To answer this question, students in the course study the theories that have driven the development projects and analzye the effects of prominent engineering and design initiatives that have been attempted over the past 100 years. Though mainly historical, the course draws on research from the fields of science and technology studies, anthropology, and development studies to introduce key concepts in the theory and practice of international development.

SUTD students in the Philippines interacting with community members through the Opportunity Lab

The defining aspect of the course is that it incorporates practical exercises and cases studies though a collaboration with SUTD’s Opportunity Lab (O-Lab), the Architecture and Sustainable Design (ASD) Pillar and the Engineering Product Development (EPD) Pillar, to help students synthesize historical knowledge with contemporary design and development concerns. History of International Development in Asia radically integrates humanities and social sciences with architecture and product design, thus bringing to life SUTD’s vision of tearing down disciplinary silos and forging collaborative thinking. This elective was run first in 2014, allowing students the opportunity to combine their design and engineering knowledge with the humanities.

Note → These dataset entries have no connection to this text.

impl ConnectionRecoveryOrchestrator {
    pub fn new(
        config: OrchestratorConfig,
        collaborators: Collaborators,
        tracker: Arc<ConnectionStateTracker>,
        heartbeat: Arc<HeartbeatMonitor>,
        metrics: Arc<MetricsCollector>,
    ) -> Self {
        let observer = {
            let tracker = Arc::clone(&tracker);
            let metrics = Arc::clone(&metrics);
            Arc::new(move |attempt: &ReconnectionAttempt| {
                if attempt.outcome == AttemptOutcome::Cancelled {
                    return;
                }
                let success = attempt.outcome == AttemptOutcome::Success;
                let total = tracker.increment_reconnect_attempts();
                let mut context = BTreeMap::new();
                context.insert("attempt".to_string(), Value::from(attempt.attempt_number));
                context.insert("delay_ms".to_string(), Value::from(attempt.delay_ms));
                context.insert("total_attempts".to_string(), Value::from(total));
                if let Some(e) = &attempt.error {
                    context.insert("error".to_string(), Value::from(e.as_str()));
                }
                let outcome = if success { "succeeded" } else { "failed" };
                tracker.record_event(
                    EventType::Reconnecting,
                    format!("Reconnection attempt {} {outcome}", attempt.attempt_number),
                    context,
                );
                metrics.record_reconnection(
                    attempt.attempt_number,
                    success,
                    Some(Duration::from_millis(attempt.delay_ms)),
                );
            })
        };
        let manager = ReconnectionManager::new(config.backoff, config.max_reconnect_attempts)
            .with_observer(observer);
        let dispatcher = RecoveryStrategyDispatcher::new(
            Arc::clone(&collaborators.transport),
            Arc::clone(&collaborators.auth),
            Arc::clone(&collaborators.queue),
            Arc::new(manager),
            config.recovery,
        );
        let (notices, _) = broadcast::channel(NOTICE_CHANNEL_CAPACITY);

        Self {
            tracker,
            heartbeat,
            metrics,
            dispatcher,
            sink: Arc::new(TransportSink(Arc::clone(&collaborators.transport))),
            transport: collaborators.transport,
            auth: collaborators.auth,
            queue: collaborators.queue,
            probe_timeout: config.recovery.probe_timeout,
            network_available: AtomicBool::new(true),
            recovering: AtomicBool::new(false),
            recovery_cancel: Mutex::new(CancellationToken::new()),
            shutdown: CancellationToken::new(),
            last_error: Mutex::new(None),
            notices,
        }
    }

    pub fn tracker(&self) -> &Arc<ConnectionStateTracker> {
        &self.tracker
    }

    pub fn heartbeat(&self) -> &Arc<HeartbeatMonitor> {
        &self.heartbeat
    }

    pub fn metrics(&self) -> &Arc<MetricsCollector> {
        &self.metrics
    }

    pub fn state(&self) -> ConnectionState {
        self.tracker.state()
    }

    pub fn subscribe(&self) -> broadcast::Receiver<RecoveryNotice> {
        self.notices.subscribe()
    }

    pub fn last_error(&self) -> Option<CategorizedError> {
        lock(&self.last_error).clone()
    }

    pub fn is_network_available(&self) -> bool {
        self.network_available.load(Ordering::SeqCst)
    }

    pub fn is_recovering(&self) -> bool {
        self.recovering.load(Ordering::Acquire)
    }

    /// Requests buffered while the tunnel is down.
    pub fn queued_requests(&self) -> usize {
        self.queue.size()
    }

    /// Cancelled by [`close`](Self::close).
    pub fn shutdown_token(&self) -> CancellationToken {
        self.shutdown.clone()
    }

    fn publish(&self, status: RecoveryStatus, message: &str, suggestion: Option<&str>) {
        let will_retry = !status.gave_up() && !self.shutdown.is_cancelled();
        let _ = self.notices.send(RecoveryNotice {
            timestamp: now_ms(),
            status,
            message: message.to_string(),
            suggestion: suggestion.map(ToString::to_string),
            will_retry,
        });
    }

    fn transition(&self, state: ConnectionState, message: &str) -> bool {
        let applied = self.tracker.update_state(state, Some(message)).is_ok();
        if applied {
            self.metrics.record_connection(state, Some(message));
        }
        applied
    }

    fn set_last_error(&self, error: Option<CategorizedError>) {
        *lock(&self.last_error) = error;
    }

    fn on_connected(&self, message: &str) {
        if self.transition(ConnectionState::Connected, message) {
            self.heartbeat.start(Arc::clone(&self.sink));
        }
    }

    /// Initial connection from `idle`.
    pub async fn connect(&self) -> Result<(), CategorizedError> {
        let state = self.tracker.state();
        if state == ConnectionState::Connected {
            return Ok(());
        }
        if !self.transition(ConnectionState::Connecting, "Connecting to bridge") {
            return Err(CategorizedError::from_kind(
                ErrorKind::Unknown,
                format!("cannot start a connection from state {state}"),
            ));
        }

        let attempt = async {
            let token = self.auth.current_token().await?;
            self.transport.connect(&token).await
        };
        let result = tokio::select! {
            biased;
            () = self.shutdown.cancelled() => Err(TransportError::Other("shutdown requested".into())),
            r = attempt => r,
        };

        match result {
            Ok(()) => {
                self.set_last_error(None);
                self.on_connected("Connected to bridge");
                self.publish(RecoveryStatus::Connected, "Connected to bridge", None);
                Ok(())
            }
            Err(e) => {
                let mut context = ErrorContext::new();
                context.insert("operation".to_string(), "connect".to_string());
                context.insert("server_url".to_string(), self.tracker.record().server_url);
                let categorized = categorize(e, Some(&context));
                warn!(code = categorized.code, "Initial connection failed: {}", categorized.detail);
                self.transition(ConnectionState::Disconnected, &categorized.user_message);
                self.set_last_error(Some(categorized.clone()));
                Err(categorized)
            }
        }
    }

    /// Heartbeat went unanswered: record it, then treat it as a disconnect.
    pub async fn handle_heartbeat_lost(&self, auto_reconnect: bool) -> RecoveryStatus {
        let stats = self.heartbeat.stats();
        let mut context = BTreeMap::new();
        context.insert("pings_sent".to_string(), Value::from(stats.pings_sent));
        context.insert("pongs_received".to_string(), Value::from(stats.pongs_received));
        context.insert(
            "consecutive_misses".to_string(),
            Value::from(stats.consecutive_misses),
        );
        self.tracker
            .record_event(EventType::Heartbeat, "Heartbeat timed out", context);
        let timeout = self.heartbeat.config().timeout;
        let error = CategorizedError::from_kind(
            ErrorKind::Timeout,
            format!("no pong within {}s", timeout.as_secs()),
        );
        self.handle_disconnection("heartbeat timeout", Some(error), auto_reconnect)
            .await
    }

    /// A transport error ended the session.
    pub async fn handle_transport_error(
        &self,
        reason: &str,
        error: TransportError,
        auto_reconnect: bool,
    ) -> RecoveryStatus {
        let mut context = ErrorContext::new();
        context.insert("reason".to_string(), reason.to_string());
        let categorized = categorize(error, Some(&context));
        self.handle_disconnection(reason, Some(categorized), auto_reconnect)
            .await
    }

    /// The session dropped. `None` error means a generic network loss.
    pub async fn handle_disconnection(
        &self,
        reason: &str,
        error: Option<CategorizedError>,
        auto_reconnect: bool,
    ) -> RecoveryStatus {
        if self.shutdown.is_cancelled() {
            return RecoveryStatus::NotAttempted;
        }
        if self.is_recovering() {
            debug!(reason, "Disconnect reported during recovery");
            return RecoveryStatus::InProgress;
        }

        self.heartbeat.stop();
        match self.tracker.state() {
            ConnectionState::Idle | ConnectionState::Closed | ConnectionState::Error => {
                return RecoveryStatus::NotAttempted;
            }
            ConnectionState::Disconnected => {}
            _ => {
                self.transition(ConnectionState::Disconnected, reason);
            }
        }

        let error = error.unwrap_or_else(|| CategorizedError::connection_lost(reason));
        warn!(
            code = error.code,
            category = error.category.as_str(),
            reason,
            "Connection lost"
        );
        self.set_last_error(Some(error.clone()));

        if !RecoveryStrategyDispatcher::is_recoverable(&error) {
            return self.give_up(&error, &error.user_message);
        }
        if !auto_reconnect {
            self.publish(
                RecoveryStatus::NotAttempted,
                &error.user_message,
                Some(&error.suggestion),
            );
            return RecoveryStatus::NotAttempted;
        }
        if !self.is_network_available() {
            info!("Network unavailable, waiting before recovery");
            self.publish(
                RecoveryStatus::WaitingForNetwork,
                "Waiting for the network to come back",
                None,
            );
            return RecoveryStatus::WaitingForNetwork;
        }
        self.recover(&error).await
    }

    fn give_up(&self, error: &CategorizedError, message: &str) -> RecoveryStatus {
        let full = format!("{message} Automatic recovery has stopped.");
        self.transition(ConnectionState::Error, &full);
        error!(
            code = error.code,
            suggestion = %error.suggestion,
            "{full}"
        );
        let status = RecoveryStatus::GaveUp {
            code: error.code.to_string(),
            message: full.clone(),
        };
        self.publish(status.clone(), &full, Some(&error.suggestion));
        status
    }

    async fn recover(&self, error: &CategorizedError) -> RecoveryStatus {
        if self
            .recovering
            .compare_exchange(false, true, Ordering::AcqRel, Ordering::Acquire)
            .is_err()
        {
            return RecoveryStatus::InProgress;
        }
        let _flag = Flag(&self.recovering);

        if !self.transition(
            ConnectionState::Reconnecting,
            &format!("Recovering: {}", error.user_message),
        ) {
            return RecoveryStatus::NotAttempted;
        }

        let cancel = self.shutdown.child_token();
        *lock(&self.recovery_cancel) = cancel.clone();
        if !self.is_network_available() {
            cancel.cancel();
        }
        self.publish(
            RecoveryStatus::InProgress,
            &error.user_message,
            Some(&error.suggestion),
        );

        let result = self
            .dispatcher
            .attempt_recovery_then(error, &cancel, |message| {
                self.set_last_error(None);
                self.on_connected(message);
            })
            .await;

        if result.success {
            let status = RecoveryStatus::Recovered {
                attempts: result.attempts,
            };
            self.publish(status.clone(), &result.message, None);
            return status;
        }

        self.transition(ConnectionState::Disconnected, &result.message);
        if result.cancelled {
            if self.shutdown.is_cancelled() {
                self.transition(ConnectionState::Closed, "Closed during recovery");
            }
            self.publish(RecoveryStatus::Cancelled, &result.message, None);
            return RecoveryStatus::Cancelled;
        }
        self.give_up(error, &result.message)
    }

    /// Network reachability changed. Loss cancels any running recovery;
    /// restoration resumes recovery for a disconnected session.
    pub async fn handle_network_change(&self, is_connected: bool, network_type: &str) -> RecoveryStatus {
        let was_connected = self.network_available.swap(is_connected, Ordering::SeqCst);
        let mut context = BTreeMap::new();
        context.insert("network_type".to_string(), Value::from(network_type));
        context.insert("connected".to_string(), Value::from(is_connected));
        let message = if is_connected {
            format!("Network available ({network_type})")
        } else {
            format!("Network lost ({network_type})")
        };
        self.tracker
            .record_event(EventType::ConfigChanged, message, context);

        if !is_connected {
            lock(&self.recovery_cancel).cancel();
            self.publish(
                RecoveryStatus::WaitingForNetwork,
                "Network lost; recovery paused",
                None,
            );
            return RecoveryStatus::WaitingForNetwork;
        }
        if was_connected || self.is_recovering() {
            return RecoveryStatus::NotAttempted;
        }
        if self.tracker.state() != ConnectionState::Disconnected {
            return RecoveryStatus::NotAttempted;
        }

        let error = self
            .last_error()
            .unwrap_or_else(|| CategorizedError::connection_lost("network restored"));
        if !RecoveryStrategyDispatcher::is_recoverable(&error) {
            return RecoveryStatus::NotAttempted;
        }
        info!(network_type, "Network restored, resuming recovery");
        self.recover(&error).await
    }

    /// Reachability probe, independent of the session.
    pub async fn test_connection(&self) -> ConnectionTestResult {
        let probe = tokio::time::timeout(self.probe_timeout, self.transport.probe()).await;
        let outcome = match probe {
            Ok(result) => result,
            Err(_) => Err(TransportError::Timeout {
                operation: "probe".to_string(),
                after: self.probe_timeout,
            }),
        };
        match outcome {
            Ok(rtt) => ConnectionTestResult {
                reachable: true,
                latency_ms: Some(duration_ms(rtt)),
                error: None,
            },
            Err(e) => {
                let mut context = ErrorContext::new();
                context.insert("operation".to_string(), "probe".to_string());
                ConnectionTestResult {
                    reachable: false,
                    latency_ms: None,
                    error: Some(categorize(e, Some(&context))),
                }
            }
        }
    }

    /// Explicit shutdown. Cancels recovery and moves the session to `closed`.
    pub async fn close(&self, reason: &str) {
        self.shutdown.cancel();
        self.heartbeat.stop();
        self.transport.close().await;
        let state = self.tracker.state();
        if state.can_transition_to(ConnectionState::Closed) {
            self.transition(ConnectionState::Closed, reason);
        } else {
            debug!(state = state.as_str(), "Session not closable from current state");
        }
    }
}
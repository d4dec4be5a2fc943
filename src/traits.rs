//! Contracts for the collaborators the engine talks to.
//!
//! The engine never owns a socket, a credential store or an outbound buffer
//! directly. It drives them through these traits so the same recovery logic
//! runs against the bundled WebSocket transport, an HTTP long-poll transport
//! or an in-memory fake in tests.

use std::sync::Arc;
use std::time::Duration;

use async_trait::async_trait;
use serde_json::Value;

use crate::errors::{AuthError, TransportError};

/// Application-level heartbeat request, the same wire shape the relay expects.
pub const PING_TYPE: &str = "tunnel.ping";
/// Application-level heartbeat response.
pub const PONG_TYPE: &str = "tunnel.pong";

/// A single frame crossing the tunnel.
#[derive(Debug, Clone, PartialEq, Eq)]
pub enum Frame {
    Text(String),
    Binary(Vec<u8>),
    /// Transport-level ping (WebSocket control frame).
    Ping(Vec<u8>),
    /// Transport-level pong (WebSocket control frame).
    Pong(Vec<u8>),
    Close,
}

impl Frame {
    /// Build a JSON text frame.
    pub fn json(value: &Value) -> Self {
        Self::Text(value.to_string())
    }

    /// The heartbeat ping frame.
    pub fn heartbeat_ping() -> Self {
        Self::json(&serde_json::json!({ "type": PING_TYPE }))
    }

    /// `type` field of a JSON text frame, if any.
    pub fn message_type(&self) -> Option<String> {
        let Self::Text(text) = self else {
            return None;
        };
        let parsed: Value = serde_json::from_str(text).ok()?;
        parsed["type"].as_str().map(ToString::to_string)
    }

    /// True for transport pongs and `tunnel.pong` text frames.
    pub fn is_pong(&self) -> bool {
        match self {
            Self::Pong(_) => true,
            Self::Text(_) => self.message_type().as_deref() == Some(PONG_TYPE),
            _ => false,
        }
    }

    /// Payload size in bytes.
    pub fn len(&self) -> usize {
        match self {
            Self::Text(t) => t.len(),
            Self::Binary(b) | Self::Ping(b) | Self::Pong(b) => b.len(),
            Self::Close => 0,
        }
    }

    pub fn is_empty(&self) -> bool {
        self.len() == 0
    }
}

/// Lifecycle notifications emitted by a transport implementation.
#[derive(Debug)]
pub enum TransportEvent {
    /// The underlying connection ended. `error` is `None` for a clean close.
    Closed { error: Option<TransportError> },
}

/// Outbound half of a transport: anything that can carry a frame.
#[async_trait]
pub trait FrameSink: Send + Sync {
    async fn send(&self, frame: Frame) -> Result<(), TransportError>;
}

/// A reconnectable transport to the bridge server.
///
/// Incoming frames and [`TransportEvent`]s are delivered over channels handed
/// out by the concrete implementation when it is constructed.
#[async_trait]
pub trait Transport: FrameSink {
    /// Open (or re-open) the connection using the given bearer token.
    async fn connect(&self, token: &str) -> Result<(), TransportError>;

    /// Close the current connection, if any.
    async fn close(&self);

    /// Cheap reachability check of the bridge endpoint without establishing
    /// a tunnel session. Returns the probe round-trip time.
    async fn probe(&self) -> Result<Duration, TransportError>;

    /// Whether a connection is currently open.
    fn is_open(&self) -> bool;
}

/// The outbound half of a shared transport, for the heartbeat loop.
pub struct TransportSink(pub Arc<dyn Transport>);

#[async_trait]
impl FrameSink for TransportSink {
    async fn send(&self, frame: Frame) -> Result<(), TransportError> {
        self.0.send(frame).await
    }
}

/// Source of bearer tokens.
#[async_trait]
pub trait AuthProvider: Send + Sync {
    async fn current_token(&self) -> Result<String, AuthError>;
    async fn refresh_token(&self) -> Result<String, AuthError>;
}

/// Queue of requests buffered while the tunnel is down.
#[async_trait]
pub trait RequestQueue: Send + Sync {
    /// Drain buffered requests through the restored connection. Returns how
    /// many were sent.
    async fn flush(&self) -> usize;

    /// Number of requests currently buffered.
    fn size(&self) -> usize;
}

#[cfg(test)]
mod tests {
    use super::*;

    #[test]
    fn pong_detection_covers_both_shapes() {
        assert!(Frame::Pong(vec![]).is_pong());
        assert!(Frame::Text(r#"{"type":"tunnel.pong"}"#.into()).is_pong());
        assert!(!Frame::Text(r#"{"type":"tunnel.exec"}"#.into()).is_pong());
        assert!(!Frame::Text("not json".into()).is_pong());
        assert!(!Frame::Binary(vec![1, 2]).is_pong());
    }

    #[test]
    fn heartbeat_ping_has_ping_type() {
        assert_eq!(
            Frame::heartbeat_ping().message_type().as_deref(),
            Some(PING_TYPE)
        );
    }
}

The course itself is organized thematically and chronologically. Thematically, the course covers a range of ideas, from markets to human rights, which influence the way people think about international design and development. Dr Samson Lim explains that these themes are presented in terms of their concrete manifestations: design strategies that development professionals commonly employ today, such as participation, data-driven design, comprehensive planning, surveys, and market research. Why did these strategies for design become prominent? What are their historical roots and what is the logic behind their emergence? Are they still valid and if not, what options are there for international development professionals?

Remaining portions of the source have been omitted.